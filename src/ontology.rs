// ontology.rs
use log::{debug, info, warn};
use petgraph::algo::is_cyclic_directed;
use petgraph::graph::{DiGraph, NodeIndex};
use petgraph::Direction;
use serde::{Deserialize, Serialize};
use std::collections::{HashMap, HashSet};

use crate::api_client::ResourceFetcher;
use crate::error::OntologyError;

pub const ROOT_ID: &str = "EFO_ROOT";
pub const ROOT_NAME: &str = "root";

pub const DEFAULT_THERAPEUTIC_AREAS_URL: &str =
    "https://storage.googleapis.com/open-targets-data-releases/alpha-rewrite/static/ontology/therapeutic_area.txt";
pub const DEFAULT_EFO_URL: &str =
    "https://storage.googleapis.com/open-targets-data-releases/alpha-rewrite/static/ontology/diseases_efo.jsonl";

#[derive(Debug, Clone, PartialEq, Serialize, Deserialize)]
pub struct OntologyNode {
    pub id: String,
    #[serde(default)]
    pub name: String,
    #[serde(rename = "parentIds", default)]
    pub parent_ids: Vec<String>,
}

impl OntologyNode {
    pub fn root() -> Self {
        OntologyNode {
            id: ROOT_ID.to_string(),
            name: ROOT_NAME.to_string(),
            parent_ids: Vec::new(),
        }
    }
}

#[derive(Debug, Clone)]
pub struct OntologySources {
    pub therapeutic_areas_url: String,
    pub efo_url: String,
}

impl Default for OntologySources {
    fn default() -> Self {
        OntologySources {
            therapeutic_areas_url: DEFAULT_THERAPEUTIC_AREAS_URL.to_string(),
            efo_url: DEFAULT_EFO_URL.to_string(),
        }
    }
}

impl OntologySources {
    pub fn from_env() -> Self {
        let defaults = OntologySources::default();
        OntologySources {
            therapeutic_areas_url: std::env::var("THERAPEUTIC_AREAS_URL").unwrap_or(defaults.therapeutic_areas_url),
            efo_url: std::env::var("EFO_URL").unwrap_or(defaults.efo_url),
        }
    }
}

/// Newline-delimited therapeutic area ids; blank lines are ignored.
pub fn parse_therapeutic_areas(text: &str) -> Vec<String> {
    text.lines()
        .map(str::trim)
        .filter(|l| !l.is_empty())
        .map(str::to_string)
        .collect()
}

/// JSON-lines ontology nodes. The first malformed line aborts parsing.
pub fn parse_nodes(text: &str) -> Result<Vec<OntologyNode>, OntologyError> {
    let mut nodes = Vec::new();
    for (idx, line) in text.lines().enumerate() {
        let line = line.trim();
        if line.is_empty() {
            continue;
        }
        let node = serde_json::from_str(line).map_err(|source| OntologyError::MalformedLine { line: idx + 1, source })?;
        nodes.push(node);
    }
    Ok(nodes)
}

/// Disease ontology rewired under a single synthetic root.
#[derive(Debug, Clone, PartialEq, Serialize)]
pub struct Ontology {
    pub nodes: Vec<OntologyNode>,
    #[serde(rename = "therapeuticAreas")]
    pub therapeutic_areas: Vec<String>,
}

impl Ontology {
    /// Points every therapeutic area at `EFO_ROOT` and appends the root exactly once.
    pub fn wire(nodes: Vec<OntologyNode>, therapeutic_areas: Vec<String>) -> Self {
        let areas: HashSet<&str> = therapeutic_areas.iter().map(String::as_str).collect();
        let mut wired: Vec<OntologyNode> = nodes
            .into_iter()
            .filter(|node| {
                if node.id == ROOT_ID {
                    warn!("Dropping '{}' node found in source ontology", ROOT_ID);
                    false
                } else {
                    true
                }
            })
            .map(|mut node| {
                if areas.contains(node.id.as_str()) {
                    node.parent_ids = vec![ROOT_ID.to_string()];
                }
                node
            })
            .collect();
        wired.push(OntologyNode::root());

        debug!(
            "Wired ontology with {} nodes under {} therapeutic areas",
            wired.len(),
            therapeutic_areas.len()
        );
        Ontology {
            nodes: wired,
            therapeutic_areas,
        }
    }

    pub fn node(&self, id: &str) -> Option<&OntologyNode> {
        self.nodes.iter().find(|n| n.id == id)
    }

    /// Directed parent -> child graph. Parents missing from the node list are skipped.
    pub fn graph(&self) -> OntologyGraph {
        let mut graph = DiGraph::<String, ()>::new();
        let mut node_map: HashMap<String, NodeIndex> = HashMap::new();

        for node in &self.nodes {
            node_map
                .entry(node.id.clone())
                .or_insert_with(|| graph.add_node(node.id.clone()));
        }
        let mut dangling = 0usize;
        for node in &self.nodes {
            let child = node_map[&node.id];
            for parent_id in &node.parent_ids {
                match node_map.get(parent_id) {
                    Some(&parent) => {
                        graph.add_edge(parent, child, ());
                    }
                    None => dangling += 1,
                }
            }
        }
        if dangling > 0 {
            warn!("{} parent references point outside the ontology", dangling);
        }
        OntologyGraph { graph, node_map }
    }
}

pub struct OntologyGraph {
    graph: DiGraph<String, ()>,
    node_map: HashMap<String, NodeIndex>,
}

impl OntologyGraph {
    pub fn node_count(&self) -> usize {
        self.graph.node_count()
    }

    pub fn edge_count(&self) -> usize {
        self.graph.edge_count()
    }

    pub fn has_cycle(&self) -> bool {
        is_cyclic_directed(&self.graph)
    }

    /// Ids of nodes without parents.
    pub fn roots(&self) -> Vec<String> {
        self.graph
            .node_indices()
            .filter(|&idx| self.graph.neighbors_directed(idx, Direction::Incoming).next().is_none())
            .map(|idx| self.graph[idx].clone())
            .collect()
    }

    /// Every ancestor of `id`, the node itself excluded.
    pub fn ancestors(&self, id: &str) -> HashSet<String> {
        let mut visited = HashSet::new();
        let Some(&start) = self.node_map.get(id) else {
            return visited;
        };
        let mut stack: Vec<NodeIndex> = self.graph.neighbors_directed(start, Direction::Incoming).collect();

        while let Some(current) = stack.pop() {
            let current_id = self.graph[current].clone();
            if visited.insert(current_id) {
                for parent in self.graph.neighbors_directed(current, Direction::Incoming) {
                    if !visited.contains(&self.graph[parent]) {
                        stack.push(parent);
                    }
                }
            }
        }
        visited
    }

    /// Therapeutic areas the disease falls under, in `areas` order. A therapeutic
    /// area is its own area.
    pub fn therapeutic_areas_of(&self, id: &str, areas: &[String]) -> Vec<String> {
        let ancestors = self.ancestors(id);
        areas
            .iter()
            .filter(|area| area.as_str() == id || ancestors.contains(area.as_str()))
            .cloned()
            .collect()
    }
}

/// Fetches both static resources concurrently and wires them.
pub async fn load_ontology<F>(fetcher: &F, sources: &OntologySources) -> Result<Ontology, OntologyError>
where
    F: ResourceFetcher + ?Sized,
{
    info!("Loading ontology from {} and {}", sources.therapeutic_areas_url, sources.efo_url);
    let (areas_text, efo_text) = tokio::try_join!(
        fetcher.fetch_text(&sources.therapeutic_areas_url),
        fetcher.fetch_text(&sources.efo_url),
    )?;

    let therapeutic_areas = parse_therapeutic_areas(&areas_text);
    let nodes = parse_nodes(&efo_text)?;
    info!(
        "Fetched {} ontology nodes and {} therapeutic areas",
        nodes.len(),
        therapeutic_areas.len()
    );
    Ok(Ontology::wire(nodes, therapeutic_areas))
}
□ □ □
** Directions for this task **
What is wanted is a copy of every line in the listing that includes the word "push".

** Result below **
        nodes.push(node);
        wired.push(OntologyNode::root());
                        stack.push(parent);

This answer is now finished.